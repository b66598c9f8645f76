use std::path::Path;

use rand::Rng;
use tracing::{info, warn};

use crate::analysis::AnalysisGenerator;
use crate::clock::Clock;
use crate::error::TrackerError;
use crate::image::{load_data_uri, missing_input, validate_request};
use crate::models::PlantAnalysis;
use crate::store::HistoryStore;

/// Runs one analysis end to end: validate, load the previous report,
/// generate, save.
pub struct Tracker<C, R> {
    store: HistoryStore,
    generator: AnalysisGenerator<C, R>,
}

impl<C: Clock, R: Rng> Tracker<C, R> {
    pub fn new(store: HistoryStore, generator: AnalysisGenerator<C, R>) -> Self {
        Tracker { store, generator }
    }

    pub fn store(&self) -> &HistoryStore {
        &self.store
    }

    /// Analyses an image file for `plant_id`. A `name` also labels the plant.
    pub async fn analyze_file(
        &mut self,
        image: Option<&Path>,
        plant_id: &str,
        name: Option<String>,
    ) -> Result<PlantAnalysis, TrackerError> {
        let image = validate_request(image, plant_id)?;
        let image_data = load_data_uri(image).await?;
        self.analyze(&image_data, plant_id, name).await
    }

    /// Same as [`Tracker::analyze_file`] for an image already encoded as a
    /// data URI.
    pub async fn analyze(
        &mut self,
        image_data: &str,
        plant_id: &str,
        name: Option<String>,
    ) -> Result<PlantAnalysis, TrackerError> {
        if image_data.is_empty() || plant_id.trim().is_empty() {
            return Err(missing_input());
        }

        let previous = self.store.latest(plant_id).await?;
        if previous.is_none() {
            info!(plant_id, "first analysis for plant");
        }
        let analysis = self
            .generator
            .analyze(image_data, plant_id, previous.as_ref())
            .await;

        if let Err(e) = self.store.save_with_name(analysis.clone(), name).await {
            warn!(plant_id, error = %e, "could not save analysis");
            return Err(e.into());
        }
        Ok(analysis)
    }
}

#[cfg(test)]
mod tests {
    use super::*;
    use std::sync::atomic::{AtomicUsize, Ordering};
    use std::sync::Arc;

    use async_trait::async_trait;
    use chrono::{TimeZone, Utc};
    use rand::SeedableRng;
    use rand_chacha::ChaCha8Rng;
    use tempfile::tempdir;

    use crate::clock::ManualClock;
    use crate::error::StoreError;
    use crate::kv::{KeyValueStore, MemoryStore};
    use crate::models::HealthTrend;

    fn tracker(backend: Arc<MemoryStore>) -> Tracker<ManualClock, ChaCha8Rng> {
        let clock = ManualClock::new(Utc.with_ymd_and_hms(2024, 9, 1, 7, 30, 0).unwrap());
        Tracker::new(
            HistoryStore::new(backend),
            AnalysisGenerator::new(clock, ChaCha8Rng::seed_from_u64(99)),
        )
    }

    #[tokio::test]
    async fn first_then_second_analysis() {
        let mut tracker = tracker(Arc::new(MemoryStore::new()));

        let first = tracker.analyze("data:image/png;base64,AA==", "p1", None).await.unwrap();
        assert!(first.changes_detected.is_none());

        let second = tracker.analyze("data:image/png;base64,AQ==", "p1", None).await.unwrap();
        let trend = second.changes_detected.as_ref().unwrap().health_trend;
        assert_eq!(trend, HealthTrend::from_scores(first.score(), second.score()));
        assert!(second.timestamp > first.timestamp);

        let history = tracker.store().get_history("p1").await.unwrap().unwrap();
        assert_eq!(history.analyses, vec![first, second]);
    }

    #[tokio::test]
    async fn name_labels_plant() {
        let mut tracker = tracker(Arc::new(MemoryStore::new()));
        tracker
            .analyze("data:image/png;base64,AA==", "p1", Some("Helecho".into()))
            .await
            .unwrap();

        let history = tracker.store().get_history("p1").await.unwrap().unwrap();
        assert_eq!(history.display_name(), "Helecho");
    }

    #[tokio::test]
    async fn plant_id_is_stored_as_given() {
        let mut tracker = tracker(Arc::new(MemoryStore::new()));
        let analysis = tracker
            .analyze("data:image/png;base64,AA==", " p1 ", None)
            .await
            .unwrap();
        assert_eq!(analysis.plant_id, " p1 ");

        assert!(tracker.store().get_history(" p1 ").await.unwrap().is_some());
        assert!(tracker.store().get_history("p1").await.unwrap().is_none());
    }

    /// Counts writes and refuses all of them after the first `allowed`.
    struct CountingStore {
        inner: MemoryStore,
        writes: AtomicUsize,
        allowed: usize,
    }

    #[async_trait]
    impl KeyValueStore for CountingStore {
        async fn get(&self, key: &str) -> Result<Option<String>, StoreError> {
            self.inner.get(key).await
        }

        async fn set(&self, key: &str, value: &str) -> Result<(), StoreError> {
            if self.writes.fetch_add(1, Ordering::SeqCst) >= self.allowed {
                return Err(StoreError::io(
                    "counting",
                    std::io::Error::from(std::io::ErrorKind::Other),
                ));
            }
            self.inner.set(key, value).await
        }

        async fn remove(&self, key: &str) -> Result<bool, StoreError> {
            self.inner.remove(key).await
        }

        async fn keys(&self) -> Result<Vec<String>, StoreError> {
            self.inner.keys().await
        }
    }

    #[tokio::test]
    async fn named_analysis_is_one_write() {
        let backend = Arc::new(CountingStore {
            inner: MemoryStore::new(),
            writes: AtomicUsize::new(0),
            allowed: 1,
        });
        let clock = ManualClock::new(Utc.with_ymd_and_hms(2024, 9, 1, 7, 30, 0).unwrap());
        let mut tracker = Tracker::new(
            HistoryStore::new(backend.clone()),
            AnalysisGenerator::new(clock, ChaCha8Rng::seed_from_u64(5)),
        );

        tracker
            .analyze("data:image/png;base64,AA==", "p1", Some("Ficus".into()))
            .await
            .unwrap();
        assert_eq!(backend.writes.load(Ordering::SeqCst), 1);

        let history = tracker.store().get_history("p1").await.unwrap().unwrap();
        assert_eq!(history.display_name(), "Ficus");
        assert_eq!(history.analyses.len(), 1);

        // A refused write stores nothing, so retrying cannot duplicate.
        assert!(tracker
            .analyze("data:image/png;base64,AA==", "p1", Some("Ficus".into()))
            .await
            .is_err());
        let history = tracker.store().get_history("p1").await.unwrap().unwrap();
        assert_eq!(history.analyses.len(), 1);
    }

    #[tokio::test]
    async fn missing_input_generates_nothing() {
        let backend = Arc::new(MemoryStore::new());
        let mut tracker = tracker(backend.clone());

        let err = tracker.analyze_file(None, "p1", None).await.unwrap_err();
        assert!(err.is_input_error());
        let err = tracker.analyze("data:image/png;base64,AA==", "", None).await.unwrap_err();
        assert!(err.is_input_error());

        assert!(backend.keys().await.unwrap().is_empty());
        assert!(tracker.generator.clock().sleeps().is_empty());
    }

    #[tokio::test]
    async fn corrupt_history_surfaces_as_store_error() {
        let backend = Arc::new(MemoryStore::new());
        backend.set("plant_p1", "[1, 2").await.unwrap();
        let mut tracker = tracker(backend);

        let err = tracker
            .analyze("data:image/png;base64,AA==", "p1", None)
            .await
            .unwrap_err();
        assert!(matches!(err, TrackerError::Store(_)));
        assert!(!err.is_input_error());
    }

    #[tokio::test]
    async fn analyzes_image_file() {
        let dir = tempdir().unwrap();
        let path = dir.path().join("maceta.png");
        std::fs::write(&path, b"hola").unwrap();
        let mut tracker = tracker(Arc::new(MemoryStore::new()));

        let analysis = tracker.analyze_file(Some(path.as_path()), "p2", None).await.unwrap();
        assert_eq!(
            analysis.image_url.as_deref(),
            Some("data:image/png;base64,aG9sYQ==")
        );
    }
}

Exercise:
What lines above contain the word "TrackerError"? Return each such line.

Finished task:
use crate::error::TrackerError;
    ) -> Result<PlantAnalysis, TrackerError> {
    ) -> Result<PlantAnalysis, TrackerError> {
        assert!(matches!(err, TrackerError::Store(_)));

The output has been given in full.